La figura del copago planea sobre nuestras cabezas: de hecho, la clase política de todos los colores está sopesando el coste, en términos de impopularidad, que tendría para ella la introducción de esta fórmula frente al coste de los ajustes, que ya son brutales y que no han concluido aún. En los últimos días, el "copago" ha saltado a la palestra en boca de la patronal —una de las "propuestas de los empresarios para superar la crisis" es precisamente la introducción del copago en los "servicios públicos congestionados"— y ha sido objeto de polémica en Cataluña, donde la oposición ha descubierto que el Gobierno ha manejado el concepto en sus documentos de trabajo, lo que sugiere que podría llegar a desarrollarlo después del 20N.

El mal llamado "copago" —debería decirse mejor ´repago´ puesto que el contribuyente debería pagar por segunda vez lo que ya ha pagado en primera instancia a través de impuestos— no sólo tiene un significado financiero, no sólo sirve para obtener recursos: también es un instrumento disuasorio que frena la demanda.
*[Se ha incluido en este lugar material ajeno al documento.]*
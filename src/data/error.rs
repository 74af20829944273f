/// Data-integrity failures raised while parsing, aligning or selecting spectra.
///
/// None of these are transient: a file that produces one will produce it again.
#[derive(Debug, Clone, PartialEq, thiserror::Error)]
pub enum SpectraError {
    /// No header line matched the search pattern.
    #[error("no line matches '{0}'")]
    FieldNotFound(String),

    /// More than one header line matched the search pattern.
    #[error("pattern '{pattern}' matches several lines: {indices:?}")]
    AmbiguousField { pattern: String, indices: Vec<usize> },

    /// A header line does not have exactly one `=` separator, or its value is unusable.
    #[error("malformed field line: '{0}'")]
    MalformedField(String),

    /// Fewer data lines follow the `Data` marker than `NumberOfDataX` declares.
    #[error("spectrum declares {expected} samples but only {available} lines follow the data marker")]
    TruncatedSpectrum { expected: usize, available: usize },

    /// A data line is not `<wavelength>\t<power>`.
    #[error("malformed sample line: '{0}'")]
    MalformedSample(String),

    /// A requested drive-current column is not in the aligned table.
    #[error("column not found: {0}")]
    ColumnNotFound(String),

    /// Two spectra carry the same drive-current label.
    #[error("duplicate column label: {0}")]
    DuplicateColumnLabel(String),
}

pub type Result<T> = std::result::Result<T, SpectraError>;
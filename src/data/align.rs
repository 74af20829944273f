use std::collections::HashMap;

use super::error::{Result, SpectraError};
use super::model::{Column, SpectralTable};

/// Join key for a wavelength. Wavelengths are compared bit for bit, with
/// `-0.0` folded onto `0.0`.
fn wavelength_key(wavelength: f64) -> u64 {
    if wavelength == 0.0 {
        0.0f64.to_bits()
    } else {
        wavelength.to_bits()
    }
}

/// Fold per-file tables into one wide table, joining each on wavelength.
///
/// The empty table is the fold's seed, so the first spectrum is taken as is
/// and every later one narrows the rows to the wavelengths both share.
pub fn align<I>(tables: I) -> Result<SpectralTable>
where
    I: IntoIterator<Item = SpectralTable>,
{
    align_tagged(tables.into_iter().map(|table| ((), table)), |(), err| Err(err))
}

/// [`align`] over tagged tables. A table that fails to join is handed to
/// `reject` with its tag; returning `Ok` leaves it out and keeps folding.
pub fn align_tagged<T, I, F, E>(tables: I, mut reject: F) -> std::result::Result<SpectralTable, E>
where
    I: IntoIterator<Item = (T, SpectralTable)>,
    F: FnMut(T, SpectraError) -> std::result::Result<(), E>,
{
    tables
        .into_iter()
        .try_fold(SpectralTable::default(), |acc, (tag, table)| {
            match inner_join(&acc, &table) {
                Ok(joined) => Ok(joined),
                Err(err) => {
                    reject(tag, err)?;
                    Ok(acc)
                }
            }
        })
}

/// Inner join of `right` onto `left` keyed on the wavelength column.
///
/// Output rows follow `left`'s order; a wavelength repeated on both sides
/// yields one row per pairing. `right`'s data columns are appended after
/// `left`'s.
pub fn inner_join(left: &SpectralTable, right: &SpectralTable) -> Result<SpectralTable> {
    if left.is_empty() {
        return Ok(right.clone());
    }
    if right.is_empty() {
        return Ok(left.clone());
    }

    for incoming in right.data_columns() {
        let Some(current) = incoming.key.current() else {
            continue;
        };
        let clash = left
            .data_columns()
            .iter()
            .filter_map(|c| c.key.current())
            .any(|existing| existing.same_column(current));
        if clash {
            return Err(SpectraError::DuplicateColumnLabel(incoming.label()));
        }
    }

    let mut right_rows: HashMap<u64, Vec<usize>> = HashMap::with_capacity(right.row_count());
    for (row, &wavelength) in right.wavelengths().iter().enumerate() {
        right_rows.entry(wavelength_key(wavelength)).or_default().push(row);
    }

    let mut pairs: Vec<(usize, usize)> = Vec::with_capacity(left.row_count());
    for (left_row, &wavelength) in left.wavelengths().iter().enumerate() {
        if let Some(matches) = right_rows.get(&wavelength_key(wavelength)) {
            pairs.extend(matches.iter().map(|&right_row| (left_row, right_row)));
        }
    }

    let dropped = left.row_count().saturating_sub(pairs.len());
    if dropped > 0 {
        log::debug!("join dropped {dropped} wavelength rows missing from one side");
    }

    let mut columns: Vec<Column> = left
        .columns()
        .iter()
        .map(|c| reindex(c, pairs.iter().map(|p| p.0)))
        .collect();
    columns.extend(
        right
            .data_columns()
            .iter()
            .map(|c| reindex(c, pairs.iter().map(|p| p.1))),
    );

    Ok(SpectralTable::from_columns(columns))
}

fn reindex(column: &Column, rows: impl Iterator<Item = usize>) -> Column {
    Column {
        key: column.key.clone(),
        values: rows.map(|row| column.values[row]).collect(),
    }
}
En algunos países europeos se ha comprobado que, por ejemplo, la obligación de abonar una contribución simbólica al usuario de cualquier acto médico es suficiente para que determinados colectivos desistan de recurrir al servicio sanitario salvo en situaciones de verdadera necesidad. Expertos sanitarios dudan sin embargo de la eficacia de estos filtros, que dificultarían la medicina preventiva y que, en la práctica, tendrían un efecto discriminatorio en perjuicio de las clases más humildes.
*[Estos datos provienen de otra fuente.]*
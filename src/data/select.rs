use super::error::{Result, SpectraError};
use super::model::{Column, DriveCurrent, SpectralTable};

/// Column indices of the default subset for a table with `column_count`
/// columns: `{0, 2, C/2, C-1}`, ascending, out-of-range indices dropped.
///
/// Index 1, the first drive current, is never part of the subset.
pub fn default_indices(column_count: usize) -> Vec<usize> {
    if column_count == 0 {
        return Vec::new();
    }
    let mut indices = vec![0, 2, column_count / 2, column_count - 1];
    indices.retain(|&i| i < column_count);
    indices.sort_unstable();
    indices.dedup();
    indices
}

/// Narrow the aligned table to the wavelength plus the requested currents
/// (in mA, in request order), or the default positional subset when no
/// currents are requested.
pub fn select(table: &SpectralTable, wanted: Option<&[f64]>) -> Result<SpectralTable> {
    match wanted {
        Some(currents) if !currents.is_empty() => select_currents(table, currents),
        _ => Ok(select_indices(table, &default_indices(table.column_count()))),
    }
}

fn select_indices(table: &SpectralTable, indices: &[usize]) -> SpectralTable {
    let columns = indices
        .iter()
        .map(|&i| table.columns()[i].clone())
        .collect();
    SpectralTable::from_columns(columns)
}

fn select_currents(table: &SpectralTable, currents: &[f64]) -> Result<SpectralTable> {
    let not_found =
        |milliamps: f64| SpectraError::ColumnNotFound(DriveCurrent::from_milliamps(milliamps).label());

    let Some(wavelength) = table.columns().first() else {
        return Err(not_found(currents[0]));
    };

    let mut columns: Vec<Column> = vec![wavelength.clone()];
    for &milliamps in currents {
        let column = table
            .data_columns()
            .iter()
            .find(|c| c.key.current().is_some_and(|current| current.matches(milliamps)))
            .ok_or_else(|| not_found(milliamps))?;
        columns.push(column.clone());
    }
    Ok(SpectralTable::from_columns(columns))
}

#[cfg(test)]
mod tests {
    use super::*;
    use crate::data::align::align;
    use crate::data::model::{DriveCurrent, SpectrumSample};

    fn sweep(currents: &[&str]) -> SpectralTable {
        let tables = currents.iter().enumerate().map(|(i, current)| {
            let samples = [
                SpectrumSample { wavelength: 400.0, power: i as f64 },
                SpectrumSample { wavelength: 410.0, power: i as f64 + 0.5 },
            ];
            SpectralTable::from_samples(DriveCurrent::from_header(current), &samples)
        });
        align(tables).unwrap()
    }

    #[test]
    fn test_select_single_current() {
        let table = sweep(&["0.5"]);
        let chosen = select(&table, Some(&[0.5][..])).unwrap();
        assert_eq!(chosen, table);
        assert_eq!(chosen.labels(), vec!["Wavelength (nm)", "0.5 mA"]);
    }

    #[test]
    fn test_select_keeps_request_order() {
        let table = sweep(&["0.001", "0.005", "0.01", "0.1"]);
        let chosen = select(&table, Some(&[0.1, 0.001][..])).unwrap();
        assert_eq!(chosen.labels(), vec!["Wavelength (nm)", "0.1 mA", "0.001 mA"]);
        assert_eq!(chosen.columns()[1].values, vec![3.0, 3.5]);
    }

    #[test]
    fn test_select_matches_value_not_spelling() {
        let table = sweep(&["0.50", "1.0"]);
        let chosen = select(&table, Some(&[1.0, 0.5][..])).unwrap();
        assert_eq!(chosen.labels(), vec!["Wavelength (nm)", "1.0 mA", "0.50 mA"]);
    }

    #[test]
    fn test_select_missing_current() {
        let table = sweep(&["0.1", "0.2"]);
        assert_eq!(
            select(&table, Some(&[0.1, 0.3][..])),
            Err(SpectraError::ColumnNotFound("0.3 mA".to_string()))
        );
    }

    #[test]
    fn test_default_subset_of_six_currents() {
        let table = sweep(&["1", "2", "3", "4", "5", "6"]);
        assert_eq!(table.column_count(), 7);
        assert_eq!(default_indices(7), vec![0, 2, 3, 6]);

        let chosen = select(&table, None).unwrap();
        assert_eq!(chosen.labels(), vec!["Wavelength (nm)", "2 mA", "3 mA", "6 mA"]);
    }

    #[test]
    fn test_empty_request_uses_default() {
        let table = sweep(&["1", "2", "3", "4", "5", "6"]);
        let none: &[f64] = &[];
        assert_eq!(select(&table, Some(none)).unwrap(), select(&table, None).unwrap());
    }

    #[test]
    fn test_default_indices_small_tables() {
        assert_eq!(default_indices(0), Vec::<usize>::new());
        assert_eq!(default_indices(1), vec![0]);
        assert_eq!(default_indices(2), vec![0, 1]);
        assert_eq!(default_indices(3), vec![0, 1, 2]);
        assert_eq!(default_indices(4), vec![0, 2, 3]);
        assert_eq!(default_indices(10), vec![0, 2, 5, 9]);
    }

    #[test]
    fn test_select_on_empty_table() {
        let empty = SpectralTable::default();
        assert!(select(&empty, None).unwrap().is_empty());
        assert!(matches!(
            select(&empty, Some(&[1.0][..])),
            Err(SpectraError::ColumnNotFound(_))
        ));
    }
}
Aun aceptando que el ´copago´ podría caber como último recurso si se modulase convenientemente –asegurándose de que nadie debería prescindir de los servicios públicos esenciales por insuficiencia de recursos-, tal fórmula debería evitarse por razones ideológicas, de las que ningún sistema democrático puede prescindir (el pragmatismo y el relativismo de nuestros regímenes no quiere decir que la política no tenga que basarse en valores y en principios). En efecto, nuestros modelos democráticos, que mantienen la igualdad y la solidaridad en el frontispicio de sus Constituciones escritas, han renunciado de hecho a mantener una progresividad fiscal significativa, después de que se aceptase, tanto en la derecha como en la izquierda, que una redistribución excesiva es castradora: frena el crecimiento económico y a la postre perjudica a todos. Pues bien: tal renuncia debe compensarse de algún modo, y la mejor manera de hacerlo, el mejor medio de asegurar la igualdad de oportunidades en le origen, es garantizando a todos unos servicios públicos universales, gratuitos y de calidad. Especialmente la educación y la sanidad, pero también la justicia.
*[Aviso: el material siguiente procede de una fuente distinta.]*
use std::path::PathBuf;

use anyhow::{bail, Context, Result};

use crate::config::Settings;
use crate::data::align::align_tagged;
use crate::data::loader::{self, ErrorPolicy, SkippedFile};
use crate::data::model::SpectralTable;
use crate::data::select::select;
use crate::export::{self, ALL_SPECTRA_SHEET, CHOSEN_SPECTRA_SHEET};

/// Tables built from one sweep folder.
#[derive(Debug, Clone)]
pub struct Spectra {
    /// Every spectrum joined on wavelength, columns in processing order.
    pub all: SpectralTable,
    /// The important currents, or the default column subset.
    pub chosen: SpectralTable,
    pub files_found: usize,
    pub skipped: Vec<SkippedFile>,
}

/// Result of a full run.
#[derive(Debug, Clone)]
pub struct RunSummary {
    pub spectra: Spectra,
    pub written: Vec<PathBuf>,
}

/// Discover, parse, align and select; nothing is written.
pub fn process(settings: &Settings) -> Result<Spectra> {
    let paths = loader::discover(&settings.data_folder)?;
    if paths.is_empty() {
        bail!("no .ISD files found in {}", settings.data_folder.display());
    }
    log::info!("found {} .ISD files in {}", paths.len(), settings.data_folder.display());

    let loaded = loader::load_all(&paths, settings.policy)?;
    let mut skipped = loaded.skipped;

    let all = align_tagged(loaded.spectra, |path: PathBuf, err| {
        if settings.policy == ErrorPolicy::Skip {
            log::warn!("skipping {}: {err}", path.display());
            skipped.push(SkippedFile {
                path,
                reason: err.to_string(),
            });
            Ok(())
        } else {
            Err(anyhow::Error::new(err).context(format!("aligning {}", path.display())))
        }
    })?;
    if all.is_empty() {
        bail!("no usable spectra in {}", settings.data_folder.display());
    }
    if all.row_count() == 0 {
        log::warn!("spectra share no wavelengths; the aligned table has no rows");
    }

    let chosen = select(&all, Some(settings.important_currents.as_slice()))
        .context("selecting important currents")?;

    log::info!(
        "aligned {} spectra over {} wavelengths, {} chosen",
        all.data_columns().len(),
        all.row_count(),
        chosen.data_columns().len()
    );

    Ok(Spectra {
        all,
        chosen,
        files_found: paths.len(),
        skipped,
    })
}

/// Write the workbook and any optional exports for already processed spectra.
pub fn write_outputs(settings: &Settings, spectra: &Spectra) -> Result<Vec<PathBuf>> {
    std::fs::create_dir_all(&settings.save_folder)
        .with_context(|| format!("creating {}", settings.save_folder.display()))?;

    let mut written = Vec::new();

    let workbook = settings.workbook_path();
    export::write_workbook(
        &workbook,
        &[
            (ALL_SPECTRA_SHEET, &spectra.all),
            (CHOSEN_SPECTRA_SHEET, &spectra.chosen),
        ],
    )?;
    written.push(workbook);

    if settings.write_csv {
        for (sheet, table) in [
            (ALL_SPECTRA_SHEET, &spectra.all),
            (CHOSEN_SPECTRA_SHEET, &spectra.chosen),
        ] {
            let path = settings.output_path(&format!(" - {sheet}.csv"));
            export::write_csv(&path, table)?;
            written.push(path);
        }
    }

    if settings.write_parquet {
        let path = settings.output_path(".parquet");
        export::write_parquet(&path, &spectra.all)?;
        written.push(path);
    }

    for path in &written {
        log::info!("wrote {}", path.display());
    }
    Ok(written)
}

/// Process the sweep folder and persist every requested output.
pub fn run(settings: &Settings) -> Result<RunSummary> {
    let spectra = process(settings)?;
    let written = write_outputs(settings, &spectra)?;
    Ok(RunSummary { spectra, written })
}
La renuncia al copago no puede sin embargo ser compensada con ajustes que vayan más allá de las reorganizaciones que permitan aprovechar mejor los recursos disponibles; lo sensato será recortar otros gastos que no afecten a los grandes servicios públicos. Es cierto que sanidad y educación, por sí solos, consumen cerca del 80% del presupuesto de las comunidades autónomas, por lo que el margen para recortar en otras prestaciones es escaso. Sin embargo, y hasta este momento, ese margen no se ha agotado en absoluto: el despilfarro en acciones prescindibles no ha cesado, por lo que la sociedad civil tiene perfecto derecho a luchar por la indemnidad y gratuidad de sus servicios públicos fundamentales.